Once the male decides to court, whether mating actually occurs is largely a matter of female choice (Fig. 1). The female decides on the basis of her assessment of her suitor's quality and on her own readiness to mate. If she decides to accept the male, she slows down and opens her vaginal plate for copulation. If not, she rejects the male by extruding her ovipositor in his direction, or simply flying away. How does the female select between these alternative actions, guided by stimuli from the male and her own internal state?

Assessing male quality. Female mating is in part stimulated by male pheromones, including cVA acting through the Or67d receptor (5). The most potent signal from the male, however, is his courtship song (64, 65). Mute males (with clipped wings) have very little chance of courtship success (1, 66), as do males that produce a poor song (67). The courtship success of mute males is, however, greatly improved by playback of a prerecorded song from a high-quality male (66, 68). The song alone even induces lone females to slow down their movement (69, 70), just as receptive females normally do in the presence of a singing male. The critical component of the courtship song is a series of short pulses, typically spaced about 35 ms apart (68, 71, 72). This interpulse interval is species-specific (72) and is a key factor in species recognition (73, 74).

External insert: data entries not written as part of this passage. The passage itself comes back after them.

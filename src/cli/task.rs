//! One-shot task commands: add, list, show, edit, done, rm, log, stats.

use chrono::Utc;
use serde::Serialize;

use crate::error::{Error, Result};
use crate::filter::{self, FilterCriteria, StatusFilter};
use crate::output::{emit_success, HumanOutput, OutputOptions};
use crate::session::require_title;
use crate::stats::{self, StatsSummary};
use crate::task::{format_minutes, parse_due_date, Category, NewTask, Priority, Task, TaskPatch};

use super::Context;

pub struct AddOptions {
    pub title: String,
    pub description: Option<String>,
    pub category: Category,
    pub priority: Priority,
    pub due: Option<String>,
    pub estimate: Option<u32>,
    pub json: bool,
    pub quiet: bool,
}

pub struct ListOptions {
    pub search: Option<String>,
    pub category: Option<Category>,
    pub priority: Option<Priority>,
    pub status: Option<StatusFilter>,
    pub json: bool,
    pub quiet: bool,
}

pub struct EditOptions {
    pub id: String,
    pub title: Option<String>,
    pub description: Option<String>,
    pub category: Option<Category>,
    pub priority: Option<Priority>,
    pub due: Option<String>,
    pub estimate: Option<u32>,
    pub json: bool,
    pub quiet: bool,
}

#[derive(Serialize)]
struct TaskListOutput<'a> {
    count: usize,
    total: usize,
    tasks: Vec<&'a Task>,
}

#[derive(Serialize)]
#[serde(rename_all = "camelCase")]
struct DeletedOutput {
    id: String,
    deleted: bool,
}

pub fn run_add(ctx: &Context, options: AddOptions) -> Result<()> {
    let title = require_title(&options.title)?;
    let due_date = match options.due.as_deref() {
        Some(raw) => parse_due_date(raw)?,
        None => None,
    };

    let mut store = ctx.open_store();
    let task = store.create(NewTask {
        title,
        description: options.description,
        category: options.category,
        priority: options.priority,
        due_date,
        estimated_time: options.estimate,
    });

    let mut human = HumanOutput::new("Task created");
    human.push_summary("ID", task.id.clone());
    human.push_summary("Title", task.title.clone());
    human.push_summary("Category", task.category.label());
    human.push_summary("Priority", task.priority.label());
    if let Some(due) = task.due_date {
        human.push_summary("Due", due.to_string());
        if task.is_overdue(Utc::now()) {
            human.push_warning("due date is already in the past");
        }
    }

    emit_success(
        OutputOptions {
            json: options.json,
            quiet: options.quiet,
        },
        "add",
        &task,
        Some(&human),
    )
}

pub fn run_list(ctx: &Context, options: ListOptions) -> Result<()> {
    let store = ctx.open_store();
    let criteria = FilterCriteria {
        search: options.search.unwrap_or_default(),
        category: options.category,
        priority: options.priority,
        status: options.status,
    };
    let visible = filter::filter(store.get_all(), &criteria);

    let now = Utc::now();
    let header = if visible.is_empty() {
        "No tasks".to_string()
    } else {
        format!("Tasks ({} of {})", visible.len(), store.len())
    };
    let mut human = HumanOutput::new(header);
    for task in &visible {
        human.push_detail(format_task_line(task, now));
    }

    let output = TaskListOutput {
        count: visible.len(),
        total: store.len(),
        tasks: visible,
    };
    emit_success(
        OutputOptions {
            json: options.json,
            quiet: options.quiet,
        },
        "list",
        &output,
        Some(&human),
    )
}

pub fn run_show(ctx: &Context, id: &str, json: bool, quiet: bool) -> Result<()> {
    let store = ctx.open_store();
    let id = store.resolve_id(id)?;
    let task = store
        .get(&id)
        .ok_or_else(|| Error::TaskNotFound(id.clone()))?;

    let human = task_details("Task", task);
    emit_success(OutputOptions { json, quiet }, "show", task, Some(&human))
}

pub fn run_edit(ctx: &Context, options: EditOptions) -> Result<()> {
    let patch = TaskPatch {
        title: options.title.as_deref().map(require_title).transpose()?,
        description: options.description,
        category: options.category,
        priority: options.priority,
        due_date: options.due.as_deref().map(parse_due_date).transpose()?,
        estimated_time: options.estimate,
    };
    if patch.is_empty() {
        return Err(Error::InvalidArgument(
            "nothing to change; pass at least one field".to_string(),
        ));
    }

    let mut store = ctx.open_store();
    let id = store.resolve_id(&options.id)?;
    store.update(&id, patch);
    let task = store
        .get(&id)
        .ok_or_else(|| Error::TaskNotFound(id.clone()))?;

    let human = task_details("Task updated", task);
    emit_success(
        OutputOptions {
            json: options.json,
            quiet: options.quiet,
        },
        "edit",
        task,
        Some(&human),
    )
}

pub fn run_done(ctx: &Context, id: &str, json: bool, quiet: bool) -> Result<()> {
    let mut store = ctx.open_store();
    let id = store.resolve_id(id)?;
    store.toggle_completion(&id);
    let task = store
        .get(&id)
        .ok_or_else(|| Error::TaskNotFound(id.clone()))?;

    let mut human = HumanOutput::new(if task.completed {
        "Task completed"
    } else {
        "Task reopened"
    });
    human.push_summary("ID", task.id.clone());
    human.push_summary("Title", task.title.clone());
    if task.completed {
        for review in task.review_dates.iter().flatten() {
            human.push_detail(format!("review on {}", review.date_naive()));
        }
    }

    emit_success(OutputOptions { json, quiet }, "done", task, Some(&human))
}

pub fn run_rm(ctx: &Context, id: &str, json: bool, quiet: bool) -> Result<()> {
    let mut store = ctx.open_store();
    let id = store.resolve_id(id)?;
    store.delete(&id);

    let mut human = HumanOutput::new("Task deleted");
    human.push_summary("ID", id.clone());

    emit_success(
        OutputOptions { json, quiet },
        "rm",
        &DeletedOutput { id, deleted: true },
        Some(&human),
    )
}

pub fn run_log(ctx: &Context, id: &str, minutes: i64, json: bool, quiet: bool) -> Result<()> {
    if minutes <= 0 {
        return Err(Error::InvalidArgument(
            "minutes must be a positive number".to_string(),
        ));
    }

    let mut store = ctx.open_store();
    let id = store.resolve_id(id)?;
    store.add_study_time(&id, minutes);
    let task = store
        .get(&id)
        .ok_or_else(|| Error::TaskNotFound(id.clone()))?;

    let mut human = HumanOutput::new("Study time logged");
    human.push_summary("Title", task.title.clone());
    human.push_summary("Added", format!("{minutes} min"));
    human.push_summary("Total", format_minutes(task.study_time));

    emit_success(OutputOptions { json, quiet }, "log", task, Some(&human))
}

pub fn run_stats(ctx: &Context, json: bool, quiet: bool) -> Result<()> {
    let store = ctx.open_store();
    let summary = stats::compute(store.get_all());
    let human = stats_human(&summary);
    emit_success(OutputOptions { json, quiet }, "stats", &summary, Some(&human))
}

fn format_task_line(task: &Task, now: chrono::DateTime<Utc>) -> String {
    let mark = if task.completed { "[x]" } else { "[ ]" };
    let mut line = format!(
        "{mark} {}  {:<6}  {:<10}  {}",
        task.id,
        task.priority.label(),
        task.category.label(),
        task.title
    );
    if let Some(due) = task.due_date {
        line.push_str(&format!("  due {due}"));
        if task.is_overdue(now) {
            line.push_str(" (overdue)");
        }
    }
    if task.study_time > 0 {
        line.push_str(&format!("  {}", format_minutes(task.study_time)));
    }
    line
}

fn task_details(header: &str, task: &Task) -> HumanOutput {
    let now = Utc::now();
    let mut human = HumanOutput::new(header);
    human.push_summary("ID", task.id.clone());
    human.push_summary("Title", task.title.clone());
    if !task.description.is_empty() {
        human.push_summary("Description", task.description.clone());
    }
    human.push_summary("Category", task.category.label());
    human.push_summary("Priority", task.priority.label());
    human.push_summary(
        "Status",
        if task.completed { "completed" } else { "pending" },
    );
    if let Some(due) = task.due_date {
        let suffix = if task.is_overdue(now) { " (overdue)" } else { "" };
        human.push_summary("Due", format!("{due}{suffix}"));
    }
    if task.estimated_time > 0 {
        human.push_summary("Estimate", format_minutes(task.estimated_time));
    }
    human.push_summary("Studied", format_minutes(task.study_time));
    human.push_summary("Created", task.created_at.to_rfc3339());
    if let Some(completed_at) = task.completed_at {
        human.push_summary("Completed", completed_at.to_rfc3339());
    }
    for review in task.review_dates.iter().flatten() {
        human.push_detail(format!("review on {}", review.date_naive()));
    }
    human
}

fn stats_human(summary: &StatsSummary) -> HumanOutput {
    let mut human = HumanOutput::new("Study statistics");
    human.push_summary("Total", summary.total.to_string());
    human.push_summary("Completed", summary.completed.to_string());
    human.push_summary("Pending", summary.pending.to_string());
    human.push_summary("Overdue", summary.overdue.to_string());
    human.push_summary("Completion", format!("{}%", summary.completion_rate));
    human.push_summary(
        "Study time",
        format!("{} min", summary.total_study_minutes),
    );
    for (category, count) in &summary.by_category {
        human.push_detail(format!("{:<10} {count}", category.label()));
    }
    for (priority, count) in &summary.by_priority {
        human.push_detail(format!("{:<10} {count}", format!("{} priority", priority.label())));
    }
    human
}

Flies detect sound through rotational movements of the antenna that are induced by the vibration of air particles (75). These movements activate exquisitely sensitive stretch receptor neurons in Johnston's organ, the fly's “ear,” capable of detecting displacements of just a few nanometers (76). Just as the distinct classes of OSN in the olfactory system are each specialized to detect specific kinds of odorant, distinct classes of Johnston's organ neurons (JONs) may respond to distinct mechanical stimuli. Some may detect courtship song, but others may respond to vibrational signals important for other forms of acoustic communication (77), for flight control (78), or in gravity-sensing (79). In this regard, it is interesting to note that distinct subsets of JONs project to distinct regions in the brain (80), hinting at a functional segregation of mechanical signals analogous to the segregation of food odors and pheromones in the olfactory pathways. Many JONs are fru+ (26, 49) and may have specific roles in the detection or processing of courtship song analogous to the specialization of fru+ OSNs for pheromone detection.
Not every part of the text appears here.